╭──

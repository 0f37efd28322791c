//! URI resolution against a manifest's location.

use url::Url;

/// Resolves a manifest URI line against the manifest URL.
///
/// - has a scheme → used as is
/// - starts with `/` → joined onto the manifest's origin
/// - otherwise → relative to the manifest's directory
pub fn resolve_uri(base: &Url, uri: &str) -> Option<String> {
    base.join(uri.trim()).ok().map(String::from)
}

/// True when the URL points at a playlist rather than a media file.
pub fn is_manifest_url(url: &str) -> bool {
    let path = match Url::parse(url) {
        Ok(parsed) => parsed.path().to_ascii_lowercase(),
        Err(_) => url.to_ascii_lowercase(),
    };
    path.contains(".m3u8")
}

#[cfg(test)]
mod tests {
    use super::*;

    fn base() -> Url {
        Url::parse("https://cdn.example.com/hls/show/ep1/index.m3u8?token=t").unwrap()
    }

    #[test]
    fn absolute_uri_unchanged() {
        assert_eq!(
            resolve_uri(&base(), "https://other.example.net/x/seg-1.ts").as_deref(),
            Some("https://other.example.net/x/seg-1.ts")
        );
    }

    #[test]
    fn root_relative_uses_origin() {
        assert_eq!(
            resolve_uri(&base(), "/media/seg-1.ts").as_deref(),
            Some("https://cdn.example.com/media/seg-1.ts")
        );
    }

    #[test]
    fn relative_uses_manifest_directory() {
        assert_eq!(
            resolve_uri(&base(), "seg-1.ts").as_deref(),
            Some("https://cdn.example.com/hls/show/ep1/seg-1.ts")
        );
        assert_eq!(
            resolve_uri(&base(), "720p/index.m3u8").as_deref(),
            Some("https://cdn.example.com/hls/show/ep1/720p/index.m3u8")
        );
    }

    #[test]
    fn manifest_detection_by_path() {
        assert!(is_manifest_url("https://x.io/a/index.m3u8"));
        assert!(is_manifest_url("https://x.io/a/INDEX.M3U8?sig=1"));
        assert!(!is_manifest_url("https://x.io/a/ep1.mp4"));
        assert!(!is_manifest_url("https://x.io/a/ep1.mp4?next=index.m3u8"));
    }
}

╰──

WHAT YOU SHOULD DO: Please return all of the entries shown above, exactly as they stand.

OUTPUT OF THE EXERCISE:
repository 0f37efd28322791c
//! URI resolution against a manifest's location.

use url::Url;

/// Resolves a manifest URI line against the manifest URL.
///
/// - has a scheme → used as is
/// - starts with `/` → joined onto the manifest's origin
/// - otherwise → relative to the manifest's directory
pub fn resolve_uri(base: &Url, uri: &str) -> Option<String> {
    base.join(uri.trim()).ok().map(String::from)
}

/// True when the URL points at a playlist rather than a media file.
pub fn is_manifest_url(url: &str) -> bool {
    let path = match Url::parse(url) {
        Ok(parsed) => parsed.path().to_ascii_lowercase(),
        Err(_) => url.to_ascii_lowercase(),
    };
    path.contains(".m3u8")
}

#[cfg(test)]
mod tests {
    use super::*;

    fn base() -> Url {
        Url::parse("https://cdn.example.com/hls/show/ep1/index.m3u8?token=t").unwrap()
    }

    #[test]
    fn absolute_uri_unchanged() {
        assert_eq!(
            resolve_uri(&base(), "https://other.example.net/x/seg-1.ts").as_deref(),
            Some("https://other.example.net/x/seg-1.ts")
        );
    }

    #[test]
    fn root_relative_uses_origin() {
        assert_eq!(
            resolve_uri(&base(), "/media/seg-1.ts").as_deref(),
            Some("https://cdn.example.com/media/seg-1.ts")
        );
    }

    #[test]
    fn relative_uses_manifest_directory() {
        assert_eq!(
            resolve_uri(&base(), "seg-1.ts").as_deref(),
            Some("https://cdn.example.com/hls/show/ep1/seg-1.ts")
        );
        assert_eq!(
            resolve_uri(&base(), "720p/index.m3u8").as_deref(),
            Some("https://cdn.example.com/hls/show/ep1/720p/index.m3u8")
        );
    }

    #[test]
    fn manifest_detection_by_path() {
        assert!(is_manifest_url("https://x.io/a/index.m3u8"));
        assert!(is_manifest_url("https://x.io/a/INDEX.M3U8?sig=1"));
        assert!(!is_manifest_url("https://x.io/a/ep1.mp4"));
        assert!(!is_manifest_url("https://x.io/a/ep1.mp4?next=index.m3u8"));
    }
}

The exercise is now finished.